Records for this task:
[Start of section]

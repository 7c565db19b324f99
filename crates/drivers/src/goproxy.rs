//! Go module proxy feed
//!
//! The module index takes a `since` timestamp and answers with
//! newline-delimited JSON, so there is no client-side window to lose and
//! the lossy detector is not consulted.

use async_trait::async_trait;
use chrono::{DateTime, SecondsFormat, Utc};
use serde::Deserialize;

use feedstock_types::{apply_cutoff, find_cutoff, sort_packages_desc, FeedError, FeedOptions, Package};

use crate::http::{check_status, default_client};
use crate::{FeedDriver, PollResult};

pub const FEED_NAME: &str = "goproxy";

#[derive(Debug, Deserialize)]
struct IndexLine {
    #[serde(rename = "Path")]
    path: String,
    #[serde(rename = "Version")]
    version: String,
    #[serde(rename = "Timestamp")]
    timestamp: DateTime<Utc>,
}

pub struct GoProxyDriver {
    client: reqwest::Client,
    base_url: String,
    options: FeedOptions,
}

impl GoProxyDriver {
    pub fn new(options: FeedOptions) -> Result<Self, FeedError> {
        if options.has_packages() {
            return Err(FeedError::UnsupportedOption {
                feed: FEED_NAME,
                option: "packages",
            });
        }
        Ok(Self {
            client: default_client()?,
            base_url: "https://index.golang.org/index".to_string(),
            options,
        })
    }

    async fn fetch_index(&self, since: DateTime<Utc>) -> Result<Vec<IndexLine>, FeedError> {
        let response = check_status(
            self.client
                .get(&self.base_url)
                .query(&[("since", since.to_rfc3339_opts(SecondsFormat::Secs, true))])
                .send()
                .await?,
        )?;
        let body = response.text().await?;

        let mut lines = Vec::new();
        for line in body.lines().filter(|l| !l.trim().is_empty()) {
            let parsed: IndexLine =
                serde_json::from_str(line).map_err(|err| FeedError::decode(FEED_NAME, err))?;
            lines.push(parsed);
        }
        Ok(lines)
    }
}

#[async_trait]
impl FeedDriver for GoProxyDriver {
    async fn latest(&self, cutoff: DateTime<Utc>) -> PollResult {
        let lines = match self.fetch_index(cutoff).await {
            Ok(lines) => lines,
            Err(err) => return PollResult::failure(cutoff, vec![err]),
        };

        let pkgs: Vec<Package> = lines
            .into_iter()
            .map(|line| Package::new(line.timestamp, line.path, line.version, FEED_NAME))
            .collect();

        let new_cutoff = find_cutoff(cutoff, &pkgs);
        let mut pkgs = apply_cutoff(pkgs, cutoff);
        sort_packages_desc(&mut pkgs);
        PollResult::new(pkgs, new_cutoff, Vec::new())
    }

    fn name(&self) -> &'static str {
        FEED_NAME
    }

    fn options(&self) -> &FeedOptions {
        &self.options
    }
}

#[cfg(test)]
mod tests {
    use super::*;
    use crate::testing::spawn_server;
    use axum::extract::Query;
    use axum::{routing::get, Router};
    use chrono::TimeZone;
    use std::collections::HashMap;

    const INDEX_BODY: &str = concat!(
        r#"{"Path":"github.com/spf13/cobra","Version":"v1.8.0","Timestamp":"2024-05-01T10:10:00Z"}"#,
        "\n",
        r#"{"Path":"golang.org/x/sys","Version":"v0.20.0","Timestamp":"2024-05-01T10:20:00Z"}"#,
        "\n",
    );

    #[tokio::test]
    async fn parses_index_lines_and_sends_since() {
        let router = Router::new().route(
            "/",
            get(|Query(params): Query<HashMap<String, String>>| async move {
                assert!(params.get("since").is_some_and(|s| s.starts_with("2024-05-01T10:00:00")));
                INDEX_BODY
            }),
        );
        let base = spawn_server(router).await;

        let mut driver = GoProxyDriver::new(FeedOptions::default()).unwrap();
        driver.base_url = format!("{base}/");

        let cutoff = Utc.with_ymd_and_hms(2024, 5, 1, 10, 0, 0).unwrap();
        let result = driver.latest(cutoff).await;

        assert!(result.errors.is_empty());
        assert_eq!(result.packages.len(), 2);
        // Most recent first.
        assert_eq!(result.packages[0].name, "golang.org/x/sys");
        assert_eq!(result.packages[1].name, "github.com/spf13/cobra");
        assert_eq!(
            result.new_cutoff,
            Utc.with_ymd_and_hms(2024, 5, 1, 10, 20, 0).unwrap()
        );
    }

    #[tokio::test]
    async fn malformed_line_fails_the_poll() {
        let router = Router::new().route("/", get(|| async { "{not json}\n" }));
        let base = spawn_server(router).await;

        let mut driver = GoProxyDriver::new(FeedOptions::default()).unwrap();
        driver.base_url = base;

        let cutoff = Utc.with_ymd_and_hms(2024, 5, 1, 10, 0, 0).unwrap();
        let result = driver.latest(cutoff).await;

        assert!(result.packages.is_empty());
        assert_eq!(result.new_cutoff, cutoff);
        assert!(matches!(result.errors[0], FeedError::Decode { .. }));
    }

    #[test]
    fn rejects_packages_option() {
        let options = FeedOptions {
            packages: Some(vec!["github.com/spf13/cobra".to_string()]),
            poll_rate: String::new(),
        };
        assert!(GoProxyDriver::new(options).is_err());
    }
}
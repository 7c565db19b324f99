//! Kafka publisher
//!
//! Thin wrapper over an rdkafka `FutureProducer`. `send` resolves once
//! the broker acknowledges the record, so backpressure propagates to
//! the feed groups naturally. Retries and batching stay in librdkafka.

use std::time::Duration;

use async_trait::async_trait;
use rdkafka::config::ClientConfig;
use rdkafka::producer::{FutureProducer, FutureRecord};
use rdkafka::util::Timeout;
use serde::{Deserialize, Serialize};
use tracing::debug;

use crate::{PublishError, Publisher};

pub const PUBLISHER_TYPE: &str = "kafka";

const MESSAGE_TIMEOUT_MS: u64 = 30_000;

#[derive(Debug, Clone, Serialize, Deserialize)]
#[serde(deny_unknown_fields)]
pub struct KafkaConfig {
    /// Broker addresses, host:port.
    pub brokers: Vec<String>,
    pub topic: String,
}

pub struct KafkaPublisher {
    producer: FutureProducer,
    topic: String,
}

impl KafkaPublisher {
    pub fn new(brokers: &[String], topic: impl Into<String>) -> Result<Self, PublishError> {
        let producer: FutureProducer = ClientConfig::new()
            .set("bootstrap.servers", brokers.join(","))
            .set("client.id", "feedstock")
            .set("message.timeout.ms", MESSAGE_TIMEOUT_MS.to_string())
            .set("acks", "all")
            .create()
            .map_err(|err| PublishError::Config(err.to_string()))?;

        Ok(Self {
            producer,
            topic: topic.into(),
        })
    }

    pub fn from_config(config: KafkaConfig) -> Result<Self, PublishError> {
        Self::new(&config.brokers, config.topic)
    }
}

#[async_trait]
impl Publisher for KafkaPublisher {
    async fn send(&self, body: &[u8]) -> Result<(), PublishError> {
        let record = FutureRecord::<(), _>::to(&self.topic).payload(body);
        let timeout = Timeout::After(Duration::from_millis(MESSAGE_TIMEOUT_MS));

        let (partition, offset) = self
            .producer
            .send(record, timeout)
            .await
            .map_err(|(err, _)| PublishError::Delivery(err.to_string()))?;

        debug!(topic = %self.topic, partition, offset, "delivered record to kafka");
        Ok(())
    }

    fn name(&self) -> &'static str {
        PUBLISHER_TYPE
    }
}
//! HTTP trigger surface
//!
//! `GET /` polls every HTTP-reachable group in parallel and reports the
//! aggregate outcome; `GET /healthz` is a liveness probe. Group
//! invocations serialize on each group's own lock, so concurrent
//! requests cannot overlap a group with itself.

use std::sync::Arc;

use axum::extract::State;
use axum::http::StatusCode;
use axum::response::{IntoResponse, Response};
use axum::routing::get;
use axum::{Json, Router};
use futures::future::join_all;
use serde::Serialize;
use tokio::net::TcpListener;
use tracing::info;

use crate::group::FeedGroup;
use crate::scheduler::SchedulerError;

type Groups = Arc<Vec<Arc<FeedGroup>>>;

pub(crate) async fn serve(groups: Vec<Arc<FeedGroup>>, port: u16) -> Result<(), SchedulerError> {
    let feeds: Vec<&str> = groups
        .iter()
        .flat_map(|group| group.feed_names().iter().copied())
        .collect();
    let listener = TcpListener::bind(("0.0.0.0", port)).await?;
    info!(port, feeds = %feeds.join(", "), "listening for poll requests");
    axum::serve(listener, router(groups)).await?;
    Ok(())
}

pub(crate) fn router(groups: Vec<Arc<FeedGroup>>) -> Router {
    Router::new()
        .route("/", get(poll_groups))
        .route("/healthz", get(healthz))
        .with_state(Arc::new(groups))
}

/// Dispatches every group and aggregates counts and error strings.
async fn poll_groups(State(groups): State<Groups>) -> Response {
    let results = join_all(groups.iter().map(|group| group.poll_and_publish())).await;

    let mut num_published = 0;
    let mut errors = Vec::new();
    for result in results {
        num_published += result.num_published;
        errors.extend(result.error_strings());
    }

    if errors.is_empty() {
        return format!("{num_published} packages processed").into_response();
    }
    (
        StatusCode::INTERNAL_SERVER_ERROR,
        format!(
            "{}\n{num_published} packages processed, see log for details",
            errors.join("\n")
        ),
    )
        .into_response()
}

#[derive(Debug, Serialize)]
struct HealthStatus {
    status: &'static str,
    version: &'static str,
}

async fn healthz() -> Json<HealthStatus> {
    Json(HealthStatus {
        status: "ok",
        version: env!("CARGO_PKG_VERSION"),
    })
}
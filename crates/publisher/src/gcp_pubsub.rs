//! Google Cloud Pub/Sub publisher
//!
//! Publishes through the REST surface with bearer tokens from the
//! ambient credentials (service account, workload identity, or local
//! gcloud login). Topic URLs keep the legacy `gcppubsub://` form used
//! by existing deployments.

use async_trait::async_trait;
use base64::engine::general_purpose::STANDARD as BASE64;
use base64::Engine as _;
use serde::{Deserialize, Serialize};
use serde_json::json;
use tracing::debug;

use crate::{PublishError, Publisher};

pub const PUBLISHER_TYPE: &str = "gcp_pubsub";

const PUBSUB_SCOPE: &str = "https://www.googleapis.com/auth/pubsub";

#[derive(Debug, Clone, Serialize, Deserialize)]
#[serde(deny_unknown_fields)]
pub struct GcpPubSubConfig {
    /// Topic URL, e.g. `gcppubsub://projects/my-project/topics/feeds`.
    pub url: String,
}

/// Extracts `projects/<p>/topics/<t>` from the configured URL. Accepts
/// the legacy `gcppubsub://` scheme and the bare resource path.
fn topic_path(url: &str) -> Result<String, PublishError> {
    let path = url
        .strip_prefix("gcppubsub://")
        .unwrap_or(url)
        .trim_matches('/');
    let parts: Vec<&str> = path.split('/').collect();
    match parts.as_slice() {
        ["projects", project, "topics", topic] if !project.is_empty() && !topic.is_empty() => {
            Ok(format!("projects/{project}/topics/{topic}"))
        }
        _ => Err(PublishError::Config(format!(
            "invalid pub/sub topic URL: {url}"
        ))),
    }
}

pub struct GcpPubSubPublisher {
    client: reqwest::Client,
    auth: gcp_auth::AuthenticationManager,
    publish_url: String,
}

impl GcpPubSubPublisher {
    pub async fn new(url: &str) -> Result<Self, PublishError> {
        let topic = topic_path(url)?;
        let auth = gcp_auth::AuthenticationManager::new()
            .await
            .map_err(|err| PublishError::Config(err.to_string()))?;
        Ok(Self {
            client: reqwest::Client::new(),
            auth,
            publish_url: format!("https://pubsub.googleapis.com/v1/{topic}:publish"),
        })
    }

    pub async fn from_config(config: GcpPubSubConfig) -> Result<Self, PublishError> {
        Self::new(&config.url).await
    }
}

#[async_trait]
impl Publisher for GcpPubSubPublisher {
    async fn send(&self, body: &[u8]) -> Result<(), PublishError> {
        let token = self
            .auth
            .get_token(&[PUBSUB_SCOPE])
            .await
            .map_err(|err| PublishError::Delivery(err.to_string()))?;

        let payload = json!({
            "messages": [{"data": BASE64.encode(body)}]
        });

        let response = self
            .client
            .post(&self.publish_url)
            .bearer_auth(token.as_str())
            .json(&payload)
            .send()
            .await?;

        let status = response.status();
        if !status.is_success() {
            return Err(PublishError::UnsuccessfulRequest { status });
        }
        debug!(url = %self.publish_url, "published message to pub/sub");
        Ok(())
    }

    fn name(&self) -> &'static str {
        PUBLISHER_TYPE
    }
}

[End of section]

Task description: Wherever a line of the data holds "FeedError", copy that line.

Problem solution:
use feedstock_types::{apply_cutoff, find_cutoff, sort_packages_desc, FeedError, FeedOptions, Package};
    pub fn new(options: FeedOptions) -> Result<Self, FeedError> {
            return Err(FeedError::UnsupportedOption {
    async fn fetch_index(&self, since: DateTime<Utc>) -> Result<Vec<IndexLine>, FeedError> {
                serde_json::from_str(line).map_err(|err| FeedError::decode(FEED_NAME, err))?;
        assert!(matches!(result.errors[0], FeedError::Decode { .. }));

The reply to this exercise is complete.